Ein Kommentar zu fehlenden Daten in Langzeitstudien – Last observation carried forward (LOCF) und beobachtete Fälle (OC)
Gültige Analysen von Längsschnittdaten sind komplex und schwierig, insbesondere wenn Daten aus Gründen fehlen, die mit dem Ergebnis zusammenhängen. Wir haben zwei traditionelle Methoden angewandt, um dieses Problem zu lösen: 1) die LOCF-Methode, bei der die Daten durch Fortschreibung der letzten Beobachtung imputiert werden, und 2) die Analyse der Komplettierer oder beobachteten Fälle, bei der nur diejenigen Patienten einbezogen werden, die bei jedem Besuch und am Endpunkt eine Beobachtung hatten. Es wird häufig argumentiert, dass die Verzerrung bei der LOCF-Methode zu einer “konservativen” (Unter-)Schätzung der Behandlungseffekte führt. Andererseits wird davon ausgegangen, dass die Analyse der Komplettierer oder der beobachteten Fälle zu einer Überschätzung der Behandlungseffekte führt. Daher kann ein kombinierter Ansatz dazu beitragen, eine realistische Vorstellung von den Ergebnisraten zu erhalten.
In der vorliegenden Studie schätzte LOCF zwar die absoluten Remissionsraten zu den vordefinierten Zeitpunkten konservativer ein, überschätzte aber die Stabilität im Langzeitverlauf aufgrund der hohen Rate an Patienten, die zur Nachbeobachtung verloren gingen. So waren beispielsweise die stabilen Remissionsraten in der LOCF-Analyse höher als bei der OC-Methode (43 %, LOCF gegenüber 36 % OC). Im Gegensatz dazu zeigte die Analyse der beobachteten Fälle weniger konservative absolute Ergebnisse (z. B. höhere Remissionsraten nach 1, 2 und 3 Jahren), erlaubt aber einen realistischeren Blick auf die Entwicklung im Langzeitverlauf.

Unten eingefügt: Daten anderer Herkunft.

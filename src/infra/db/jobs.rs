use std::convert::TryFrom;

use async_trait::async_trait;
use serde_json::Value;
use sqlx::{Postgres, QueryBuilder};
use time::OffsetDateTime;
use uuid::Uuid;

use crate::{
    application::repos::{
        CasOutcome, Expectation, JobPatch, JobQueryFilter, JobStore, LeaseChange, NewRenderJob,
        RepoError,
    },
    domain::{
        entities::RenderJob,
        types::{JobKind, JobStatus},
    },
};

use super::{PostgresRepositories, map_sqlx_error};

const JOB_COLUMNS: &str = "id, kind, status, lease_expires_at, lease_token, lease_seconds, \
    retries, error_class, error_message, stderr_snippet, payload, result, created_at, updated_at";

#[derive(sqlx::FromRow)]
struct JobRow {
    id: Uuid,
    kind: JobKind,
    status: JobStatus,
    lease_expires_at: Option<OffsetDateTime>,
    lease_token: Option<Uuid>,
    lease_seconds: Option<i32>,
    retries: i32,
    error_class: Option<String>,
    error_message: Option<String>,
    stderr_snippet: Option<String>,
    payload: Value,
    result: Option<Value>,
    created_at: OffsetDateTime,
    updated_at: OffsetDateTime,
}

impl TryFrom<JobRow> for RenderJob {
    type Error = RepoError;

    fn try_from(row: JobRow) -> Result<Self, Self::Error> {
        let retries = u32::try_from(row.retries).map_err(|_| RepoError::Integrity {
            message: format!("job `{}` has negative retries `{}`", row.id, row.retries),
        })?;
        let lease_seconds = row
            .lease_seconds
            .map(u32::try_from)
            .transpose()
            .map_err(|_| RepoError::Integrity {
                message: format!("job `{}` has a negative lease duration", row.id),
            })?;

        Ok(Self {
            id: row.id,
            kind: row.kind,
            status: row.status,
            lease_expires_at: row.lease_expires_at,
            lease_token: row.lease_token,
            lease_seconds,
            retries,
            error_class: row.error_class,
            error_message: row.error_message,
            stderr_snippet: row.stderr_snippet,
            payload: row.payload,
            result: row.result,
            created_at: row.created_at,
            updated_at: row.updated_at,
        })
    }
}

#[derive(sqlx::FromRow)]
struct CurrentStateRow {
    status: JobStatus,
    lease_token: Option<Uuid>,
}

fn push_patch(qb: &mut QueryBuilder<'_, Postgres>, patch: JobPatch) -> Result<(), RepoError> {
    qb.push("updated_at = now()");

    if let Some(status) = patch.status {
        qb.push(", status = ");
        qb.push_bind(status);
    }

    match patch.lease {
        LeaseChange::Keep => {}
        LeaseChange::Set {
            expires_at,
            token,
            seconds,
        } => {
            let seconds = i32::try_from(seconds).map_err(|_| RepoError::InvalidInput {
                message: format!("lease of {seconds}s is out of range"),
            })?;
            qb.push(", lease_expires_at = ");
            qb.push_bind(expires_at);
            qb.push(", lease_token = ");
            qb.push_bind(token);
            qb.push(", lease_seconds = ");
            qb.push_bind(seconds);
        }
        LeaseChange::Extend { expires_at } => {
            qb.push(", lease_expires_at = ");
            qb.push_bind(expires_at);
        }
        LeaseChange::Clear => {
            qb.push(", lease_expires_at = NULL, lease_token = NULL");
        }
    }

    if let Some(fields) = patch.result {
        qb.push(", result = COALESCE(result, '{}'::jsonb) || ");
        qb.push_bind(Value::Object(fields));
    }
    if let Some(value) = patch.error_class {
        qb.push(", error_class = ");
        qb.push_bind(value);
    }
    if let Some(value) = patch.error_message {
        qb.push(", error_message = ");
        qb.push_bind(value);
    }
    if let Some(value) = patch.stderr_snippet {
        qb.push(", stderr_snippet = ");
        qb.push_bind(value);
    }
    if patch.increment_retries {
        qb.push(", retries = retries + 1");
    }

    Ok(())
}

impl PostgresRepositories {
    /// Explains why a conditional update matched no row.
    async fn diagnose_mismatch(
        &self,
        id: Uuid,
        expect: Expectation,
    ) -> Result<CasOutcome, RepoError> {
        let current = sqlx::query_as::<_, CurrentStateRow>(
            "SELECT status, lease_token FROM render_jobs WHERE id = $1",
        )
        .bind(id)
        .fetch_optional(self.pool())
        .await
        .map_err(map_sqlx_error)?;

        let Some(current) = current else {
            return Ok(CasOutcome::Missing);
        };

        if current.status != expect.status {
            return Ok(CasOutcome::StatusMismatch {
                current: current.status,
            });
        }

        match expect.lease_token {
            Some(token) if current.lease_token != Some(token) => Ok(CasOutcome::LeaseMismatch),
            // Matched by the time we looked; another writer moved it in between.
            _ => Ok(CasOutcome::StatusMismatch {
                current: current.status,
            }),
        }
    }
}

#[async_trait]
impl JobStore for PostgresRepositories {
    async fn insert(&self, job: NewRenderJob) -> Result<RenderJob, RepoError> {
        let sql = format!(
            "INSERT INTO render_jobs (id, kind, payload) VALUES ($1, $2, $3) RETURNING {JOB_COLUMNS}"
        );
        let row = sqlx::query_as::<_, JobRow>(&sql)
            .bind(job.id)
            .bind(job.kind)
            .bind(job.payload)
            .fetch_one(self.pool())
            .await
            .map_err(map_sqlx_error)?;

        RenderJob::try_from(row)
    }

    async fn find(&self, id: Uuid) -> Result<Option<RenderJob>, RepoError> {
        let sql = format!("SELECT {JOB_COLUMNS} FROM render_jobs WHERE id = $1");
        let row = sqlx::query_as::<_, JobRow>(&sql)
            .bind(id)
            .fetch_optional(self.pool())
            .await
            .map_err(map_sqlx_error)?;

        row.map(RenderJob::try_from).transpose()
    }

    async fn list(&self, filter: &JobQueryFilter) -> Result<Vec<RenderJob>, RepoError> {
        let mut qb = QueryBuilder::<Postgres>::new("SELECT ");
        qb.push(JOB_COLUMNS);
        qb.push(" FROM render_jobs WHERE 1=1");

        if let Some(status) = filter.status {
            qb.push(" AND status = ");
            qb.push_bind(status);
        }

        if let Some(kind) = filter.kind {
            qb.push(" AND kind = ");
            qb.push_bind(kind);
        }

        qb.push(" ORDER BY created_at ASC, id ASC LIMIT ");
        qb.push_bind(i64::from(filter.effective_limit()));

        let rows = qb
            .build_query_as::<JobRow>()
            .fetch_all(self.pool())
            .await
            .map_err(map_sqlx_error)?;

        rows.into_iter().map(RenderJob::try_from).collect()
    }

    async fn compare_and_set(
        &self,
        id: Uuid,
        expect: Expectation,
        patch: JobPatch,
    ) -> Result<CasOutcome, RepoError> {
        let mut qb = QueryBuilder::<Postgres>::new("UPDATE render_jobs SET ");
        push_patch(&mut qb, patch)?;

        qb.push(" WHERE id = ");
        qb.push_bind(id);
        qb.push(" AND status = ");
        qb.push_bind(expect.status);
        if let Some(token) = expect.lease_token {
            qb.push(" AND lease_token = ");
            qb.push_bind(token);
        }
        qb.push(" RETURNING ");
        qb.push(JOB_COLUMNS);

        let row = qb
            .build_query_as::<JobRow>()
            .fetch_optional(self.pool())
            .await
            .map_err(map_sqlx_error)?;

        match row {
            Some(row) => RenderJob::try_from(row).map(CasOutcome::Applied),
            None => self.diagnose_mismatch(id, expect).await,
        }
    }

    async fn expired_leases(
        &self,
        now: OffsetDateTime,
        limit: u32,
    ) -> Result<Vec<RenderJob>, RepoError> {
        let sql = format!(
            "SELECT {JOB_COLUMNS} FROM render_jobs \
              WHERE status IN ('claimed', 'rendering') AND lease_expires_at <= $1 \
              ORDER BY lease_expires_at ASC, id ASC LIMIT $2"
        );
        let rows = sqlx::query_as::<_, JobRow>(&sql)
            .bind(now)
            .bind(i64::from(limit.max(1)))
            .fetch_all(self.pool())
            .await
            .map_err(map_sqlx_error)?;

        rows.into_iter().map(RenderJob::try_from).collect()
    }

    async fn health_check(&self) -> Result<(), RepoError> {
        self.ping().await.map_err(map_sqlx_error)
    }
}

In den letzten Jahren werden moderne Imputationsmethoden wie gemischte Modelle für wiederholte Messungen immer üblicher und werden oft als bevorzugte Methode empfohlen. Andererseits wurde betont, dass sie nicht das Heilmittel für alle Probleme im Zusammenhang mit fehlenden Daten sind.